Material forward-looking information in this press release includes disclosures regarding expected results in relation to the 2018 AFFO guidance range and expectations pertaining to the construction cost and commercial operations date for Cardinal Point Wind.
These statements are based on certain assumptions and analyses made by the Company in light of its experience and perception of historical trends, current conditions, expected future developments and other factors it believes are appropriate. The material factors and assumptions used to develop these forward-looking statements relate to: (i) electricity, other energy and carbon prices, (ii) anticipated facility performance, (iii) business prospects and opportunities including expected growth and capital projects, (iv) status of and impact of policy, legislation and regulations, and (v) effective tax rates.

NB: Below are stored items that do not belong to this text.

//! Focus timer implementation.
//!
//! The timer is a countdown over whole seconds with two fixed-length modes.
//! It does not use internal threads - the caller drives it either by calling
//! `tick()` once per elapsed second, or by calling `sync()` with the wall
//! clock so a process that was not running in between catches up.
//!
//! ## State Transitions
//!
//! ```text
//! Paused --toggle--> Active --tick x N--> Paused (time_left = 0)
//!    ^                  |
//!    +----toggle--------+
//! reset / switch_mode: any -> Paused (time_left = full duration)
//! ```

use chrono::{DateTime, Utc};
use serde::{Deserialize, Serialize};

use super::mode::TimerMode;
use crate::events::Event;

/// Countdown state machine for the focus/break cycle.
#[derive(Debug, Clone, PartialEq, Serialize, Deserialize)]
#[serde(rename_all = "camelCase")]
pub struct FocusTimer {
    mode: TimerMode,
    /// Seconds left in the current run.
    time_left: u32,
    is_active: bool,
    /// Wall-clock instant (ms since epoch) up to which elapsed time has been
    /// applied. Only set while active.
    #[serde(default)]
    last_sync_epoch_ms: Option<u64>,
}

impl Default for FocusTimer {
    fn default() -> Self {
        Self::new(TimerMode::Focus)
    }
}

impl FocusTimer {
    /// Create a paused timer holding the full duration of `mode`.
    pub fn new(mode: TimerMode) -> Self {
        Self {
            mode,
            time_left: mode.duration_secs(),
            is_active: false,
            last_sync_epoch_ms: None,
        }
    }

    // ── Queries ──────────────────────────────────────────────────────

    pub fn mode(&self) -> TimerMode {
        self.mode
    }

    pub fn time_left(&self) -> u32 {
        self.time_left
    }

    pub fn is_active(&self) -> bool {
        self.is_active
    }

    pub fn total_secs(&self) -> u32 {
        self.mode.duration_secs()
    }

    /// 0.0 .. 1.0 fraction of the current run already elapsed.
    pub fn progress(&self) -> f64 {
        let total = self.total_secs();
        if total == 0 {
            return 0.0;
        }
        let elapsed = total.saturating_sub(self.time_left) as f64;
        (elapsed / total as f64).clamp(0.0, 1.0)
    }

    /// `MM:SS` rendering of the time left.
    pub fn clock(&self) -> String {
        format!("{:02}:{:02}", self.time_left / 60, self.time_left % 60)
    }

    pub fn snapshot(&self) -> TimerSnapshot {
        TimerSnapshot {
            mode: self.mode,
            label: self.mode.label().to_string(),
            time_left: self.time_left,
            clock: self.clock(),
            is_active: self.is_active,
            progress: self.progress(),
        }
    }

    // ── Commands ─────────────────────────────────────────────────────

    /// Start if paused, pause if running.
    pub fn toggle(&mut self) -> Option<Event> {
        self.toggle_at(now_ms())
    }

    pub fn toggle_at(&mut self, now_ms: u64) -> Option<Event> {
        if self.is_active {
            self.pause_at(now_ms)
        } else {
            self.start_at(now_ms)
        }
    }

    pub fn start(&mut self) -> Option<Event> {
        self.start_at(now_ms())
    }

    /// Activate the countdown. No-op when already active or when nothing is
    /// left to count down.
    pub fn start_at(&mut self, now_ms: u64) -> Option<Event> {
        if self.is_active || self.time_left == 0 {
            return None;
        }
        self.is_active = true;
        self.last_sync_epoch_ms = Some(now_ms);
        Some(Event::TimerStarted {
            mode: self.mode,
            time_left_secs: self.time_left,
            at: Utc::now(),
        })
    }

    pub fn pause(&mut self) -> Option<Event> {
        self.pause_at(now_ms())
    }

    /// Deactivate after applying any whole seconds elapsed up to `now_ms`.
    /// If that catch-up finishes the run, the completion event is returned.
    pub fn pause_at(&mut self, now_ms: u64) -> Option<Event> {
        if !self.is_active {
            return None;
        }
        if let Some(completed) = self.sync_at(now_ms) {
            return Some(completed);
        }
        self.is_active = false;
        self.last_sync_epoch_ms = None;
        Some(Event::TimerPaused {
            mode: self.mode,
            time_left_secs: self.time_left,
            at: Utc::now(),
        })
    }

    /// Advance one second. Returns `Some(Event::TimerCompleted)` when the
    /// countdown reaches zero; the timer then stays in its mode, inactive.
    pub fn tick(&mut self) -> Option<Event> {
        self.advance(Utc::now)
    }

    /// One second of countdown. `completed_at` stamps the completion event.
    fn advance(&mut self, completed_at: impl FnOnce() -> DateTime<Utc>) -> Option<Event> {
        if !self.is_active {
            return None;
        }
        self.time_left = self.time_left.saturating_sub(1);
        if let Some(last) = self.last_sync_epoch_ms.as_mut() {
            *last += 1000;
        }
        if self.time_left == 0 {
            self.is_active = false;
            self.last_sync_epoch_ms = None;
            return Some(Event::TimerCompleted {
                mode: self.mode,
                duration_secs: self.total_secs(),
                at: completed_at(),
            });
        }
        None
    }

    /// Stop and restore the full duration of the current mode.
    pub fn reset(&mut self) -> Option<Event> {
        self.is_active = false;
        self.last_sync_epoch_ms = None;
        self.time_left = self.mode.duration_secs();
        Some(Event::TimerReset {
            mode: self.mode,
            at: Utc::now(),
        })
    }

    /// Stop, change mode, and load that mode's full duration.
    pub fn switch_mode(&mut self, mode: TimerMode) -> Option<Event> {
        let from = self.mode;
        self.mode = mode;
        self.is_active = false;
        self.last_sync_epoch_ms = None;
        self.time_left = mode.duration_secs();
        Some(Event::ModeSwitched {
            from,
            to: mode,
            at: Utc::now(),
        })
    }

    /// Catch up with the system clock.
    pub fn sync(&mut self) -> Option<Event> {
        self.sync_at(now_ms())
    }

    /// Apply one tick per whole second elapsed since the last sync. The
    /// sub-second remainder is carried over to the next call. A completion
    /// found while catching up is stamped with the second the run ended.
    pub fn sync_at(&mut self, now_ms: u64) -> Option<Event> {
        let last = match (self.is_active, self.last_sync_epoch_ms) {
            (true, Some(last)) => last,
            _ => return None,
        };
        let whole_secs = now_ms.saturating_sub(last) / 1000;
        let ticks = whole_secs.min(self.time_left as u64);
        for applied in 1..=ticks {
            let instant = last + applied * 1000;
            if let Some(completed) = self.advance(|| epoch_ms_to_utc(instant)) {
                return Some(completed);
            }
        }
        None
    }
}

/// Display-ready view of the timer.
#[derive(Debug, Clone, Serialize, Deserialize)]
#[serde(rename_all = "camelCase")]
pub struct TimerSnapshot {
    pub mode: TimerMode,
    pub label: String,
    pub time_left: u32,
    pub clock: String,
    pub is_active: bool,
    pub progress: f64,
}

fn epoch_ms_to_utc(ms: u64) -> DateTime<Utc> {
    i64::try_from(ms)
        .ok()
        .and_then(DateTime::from_timestamp_millis)
        .unwrap_or_else(Utc::now)
}

fn now_ms() -> u64 {
    std::time::SystemTime::now()
        .duration_since(std::time::UNIX_EPOCH)
        .unwrap_or_default()
        .as_millis() as u64
}
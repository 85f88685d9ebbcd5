use serde::{Deserialize, Serialize};

use crate::models::Message;

// -- Messages --

/// One page of history, oldest first.
#[derive(Debug, Serialize, Deserialize)]
#[serde(rename_all = "camelCase")]
pub struct MessagePage {
    pub messages: Vec<Message>,
    pub total_pages: u64,
    pub current_page: u64,
}
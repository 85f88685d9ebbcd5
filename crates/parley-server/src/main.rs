mod config;

use std::sync::Arc;

use axum::{
    Router,
    extract::{State, WebSocketUpgrade},
    http::Method,
    response::IntoResponse,
    routing::get,
};
use tower_http::cors::CorsLayer;
use tower_http::services::ServeDir;
use tower_http::trace::TraceLayer;
use tracing::info;

use parley_api::{AppState, AppStateInner};
use parley_db::Database;
use parley_gateway::connection;
use parley_gateway::dispatcher::Dispatcher;
use parley_gateway::relay::RelayCore;

use crate::config::Config;

#[tokio::main]
async fn main() -> anyhow::Result<()> {
    // Load .env if present
    let _ = dotenvy::dotenv();

    // Init logging
    tracing_subscriber::fmt()
        .with_env_filter(
            tracing_subscriber::EnvFilter::try_from_default_env().unwrap_or_else(|_| {
                "parley_server=debug,parley_gateway=debug,parley_api=debug,parley_db=info,tower_http=debug"
                    .into()
            }),
        )
        .init();

    let config = Config::from_env()?;

    // Init database
    let db = Arc::new(Database::open(&config.db_path)?);

    // Shared state
    let relay = RelayCore::new(db.clone(), Dispatcher::new());
    let app_state: AppState = Arc::new(AppStateInner { db });

    // Routes
    let ws_route = Router::new()
        .route("/ws", get(ws_upgrade))
        .with_state(relay);

    let cors = CorsLayer::new()
        .allow_origin(config.client_origin()?)
        .allow_methods([Method::GET, Method::POST])
        .allow_credentials(true);

    let app = Router::new()
        .merge(parley_api::routes().with_state(app_state))
        .merge(ws_route)
        .fallback_service(ServeDir::new(&config.static_dir))
        .layer(cors)
        .layer(TraceLayer::new_for_http());

    let addr = config.bind_addr()?;
    info!("Parley server listening on {}", addr);

    let listener = tokio::net::TcpListener::bind(addr).await?;
    axum::serve(listener, app).await?;

    Ok(())
}

async fn ws_upgrade(State(relay): State<RelayCore>, ws: WebSocketUpgrade) -> impl IntoResponse {
    ws.on_upgrade(move |socket| connection::handle_connection(socket, relay))
}
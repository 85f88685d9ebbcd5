use std::collections::VecDeque;
use std::sync::Mutex;

use parley_types::models::Message;

/// How many recent messages the relay keeps in memory.
pub const RECENT_MESSAGE_CAPACITY: usize = 100;

/// Bounded FIFO of the most recently sent messages. A mirror of the tail of
/// the store, never the source of truth.
#[derive(Debug)]
pub struct MessageCache {
    messages: Mutex<VecDeque<Message>>,
    capacity: usize,
}

impl Default for MessageCache {
    fn default() -> Self {
        Self::with_capacity(RECENT_MESSAGE_CAPACITY)
    }
}

impl MessageCache {
    pub fn with_capacity(capacity: usize) -> Self {
        Self {
            messages: Mutex::new(VecDeque::with_capacity(capacity)),
            capacity,
        }
    }

    /// Append a message, evicting the oldest once over capacity.
    pub fn push(&self, message: Message) {
        let mut messages = self.messages.lock().expect("message cache lock poisoned");
        messages.push_back(message);
        while messages.len() > self.capacity {
            messages.pop_front();
        }
    }

    /// Cached messages, oldest first.
    pub fn recent(&self) -> Vec<Message> {
        self.messages
            .lock()
            .expect("message cache lock poisoned")
            .iter()
            .cloned()
            .collect()
    }

    pub fn len(&self) -> usize {
        self.messages.lock().expect("message cache lock poisoned").len()
    }

    pub fn is_empty(&self) -> bool {
        self.len() == 0
    }
}
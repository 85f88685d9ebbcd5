//! Server configuration, read from `PARLEY_*` environment variables.
//! Every setting has a default, so an empty environment is valid.

use std::net::SocketAddr;
use std::path::PathBuf;

use anyhow::{Context, Result};
use axum::http::HeaderValue;

#[derive(Debug, Clone)]
pub struct Config {
    /// SQLite database file.
    pub db_path: PathBuf,
    /// Browser origin allowed by CORS.
    pub client_url: String,
    pub host: String,
    pub port: u16,
    /// Directory served for paths no route matches.
    pub static_dir: PathBuf,
}

impl Config {
    pub fn from_env() -> Result<Self> {
        Self::from_lookup(|key| std::env::var(key).ok())
    }

    fn from_lookup(lookup: impl Fn(&str) -> Option<String>) -> Result<Self> {
        let var = |key: &str, default: &str| lookup(key).unwrap_or_else(|| default.to_string());

        let port = var("PARLEY_PORT", "5000");
        let port = port
            .parse::<u16>()
            .with_context(|| format!("PARLEY_PORT is not a valid port: {port}"))?;

        Ok(Self {
            db_path: var("PARLEY_DB_PATH", "parley.db").into(),
            client_url: var("PARLEY_CLIENT_URL", "http://localhost:5173"),
            host: var("PARLEY_HOST", "0.0.0.0"),
            port,
            static_dir: var("PARLEY_STATIC_DIR", "public").into(),
        })
    }

    pub fn bind_addr(&self) -> Result<SocketAddr> {
        format!("{}:{}", self.host, self.port)
            .parse()
            .with_context(|| format!("invalid bind address {}:{}", self.host, self.port))
    }

    pub fn client_origin(&self) -> Result<HeaderValue> {
        HeaderValue::from_str(&self.client_url)
            .with_context(|| format!("PARLEY_CLIENT_URL is not a valid origin: {}", self.client_url))
    }
}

Whether actual results, performance or achievements will conform to the Company’s expectations and predictions is subject to a number of known and unknown risks and uncertainties which could cause actual results and experience to differ materially from the Company’s expectations. Such material risks and uncertainties are: (i) changes in electricity prices in markets in which the Company operates, (ii) changes in energy commodity market prices and use of derivatives, (iii) regulatory and political environments including changes to environmental, financial reporting, market structure and tax legislation, (iv) facility availability and performance including maintenance of equipment, (v) ability to fund current and future capital and working capital needs, (vi) developments including timing and costs of regulatory approvals and construction, (vii) changes in market prices and availability of fuel, and (viii) changes in general economic and competitive conditions. See Risks and Risk Management in the Company’s Management’s Discussion and Analysis for the year ended December 31, 2017, prepared as of February 15, 2018, for further discussion of these and other risks.
Readers are cautioned not to place undue reliance on any such forward-looking statements, which speak only as of the specified approval date. The Company does not undertake or accept any obligation or undertaking to release publicly any updates or revisions to any forward-looking statements to reflect any change in the Company’s expectations or any change in events, conditions or circumstances on which any such statement is based, except as required by law.